Though there's no definitive answer for which is tops for nutrition, turkey burgers are—at the very least—a nice flavor change from the usual red meat. Their texture can also be a welcome departure, with its sturdier heft and less grease.

When you're looking for a bird-based burger to pop between hamburger buns, check out these five good-for-you frozen options—and steer clear of a couple that don't make the cut for nutrition and quality.

How We Chose the Highest-Quality Frozen Turkey Burgers

  • No artificial extras: All that's needed to make a great turkey burger is ground turkey and seasonings. We chose brands that don't add preservatives or anything artificial.
  • Top-notch nutrition: If you're picking a turkey burger for health benefits, you want to ensure it's healthy. Our recommended options are lower in calories, fat, and sodium than many others on the market.
  • Beneficial farming practices: Quality farming practices make quality foods.
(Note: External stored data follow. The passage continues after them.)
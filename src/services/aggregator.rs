//! Aggregator service for computing ledger rollups

use chrono::{Datelike, Duration, NaiveDate};
use std::collections::HashMap;

use super::date_codec;
use super::iso_week::IsoWeek;
use crate::types::{category_info, CategoryTotal, LedgerEntry, RawStats, SeriesPoint};

/// Number of days in the recent activity series
pub const SERIES_DAYS: i64 = 7;

/// Aggregator for computing ledger rollups
pub struct Aggregator;

impl Aggregator {
    /// Single pass over `entries` relative to `anchor` ("today").
    ///
    /// Every accumulator is updated in the same traversal. Entries with an
    /// unparsable amount add 0 to the totals but still land in their buckets.
    /// An unreadable date key is treated as the anchor date.
    pub fn aggregate(entries: &[LedgerEntry], anchor: NaiveDate) -> RawStats {
        let anchor_key = date_codec::encode(anchor);
        let anchor_week = IsoWeek::of(anchor);

        let mut stats = RawStats {
            seven_day_series: seed_series(anchor),
            ..RawStats::default()
        };
        let series_index: HashMap<String, usize> = stats
            .seven_day_series
            .iter()
            .enumerate()
            .map(|(i, point)| (point.date_key.clone(), i))
            .collect();
        let mut category_index: HashMap<&str, usize> = HashMap::new();

        for entry in entries {
            let date = date_codec::decode_or(&entry.date_key, anchor);
            let amount = entry.amount.value();
            let week = IsoWeek::of(date);

            stats.total += amount;
            if entry.date_key == anchor_key {
                stats.daily += amount;
            }
            if week == anchor_week {
                stats.weekly += amount;
            }
            if date.year() == anchor.year() && date.month() == anchor.month() {
                stats.monthly += amount;
            }

            let slot = *category_index
                .entry(entry.category.as_str())
                .or_insert_with(|| {
                    let info = category_info(&entry.category);
                    stats.category_totals.push(CategoryTotal {
                        name: entry.category.clone(),
                        total: 0.0,
                        color: info.color,
                        icon: info.icon,
                    });
                    stats.category_totals.len() - 1
                });
            stats.category_totals[slot].total += amount;

            if let Some(&i) = series_index.get(&date_codec::encode(date)) {
                stats.seven_day_series[i].total += amount;
            }

            stats
                .month_buckets
                .entry(month_key(date))
                .or_default()
                .add(entry, amount);
            stats
                .week_buckets
                .entry(week.period_key())
                .or_default()
                .add(entry, amount);
        }

        // Stable: equal totals keep first-seen order
        stats
            .category_totals
            .sort_by(|a, b| b.total.total_cmp(&a.total));

        tracing::debug!(
            entries = entries.len(),
            categories = stats.category_totals.len(),
            months = stats.month_buckets.len(),
            weeks = stats.week_buckets.len(),
            %anchor,
            "aggregated ledger"
        );

        stats
    }
}

/// `YYYY-MM`
pub fn month_key(date: NaiveDate) -> String {
    format!("{:04}-{:02}", date.year(), date.month())
}

/// Zeroed points for `anchor - 6` through `anchor`, oldest first.
/// Days before chrono's minimum date are left out.
fn seed_series(anchor: NaiveDate) -> Vec<SeriesPoint> {
    (0..SERIES_DAYS)
        .rev()
        .filter_map(|offset| anchor.checked_sub_signed(Duration::days(offset)))
        .map(|date| SeriesPoint {
            date_key: date_codec::encode(date),
            day_label: date.format("%a").to_string(),
            total: 0.0,
        })
        .collect()
}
Where possible, we sought frozen turkey burgers from organic farms that use regenerative, earth-friendly practices.

5 Highest-Quality Turkey Burgers

Applegate Organics Organic Turkey Burgers

Applegate Organics Organic Turkey Burgers
Nutrition (Per 113-gram serving):
Calories: 150
Fat: 8g (Saturated fat: 1.5g)
Sodium: 105mg
Carbs: 0g (Fiber: 0g, Sugar: 0g)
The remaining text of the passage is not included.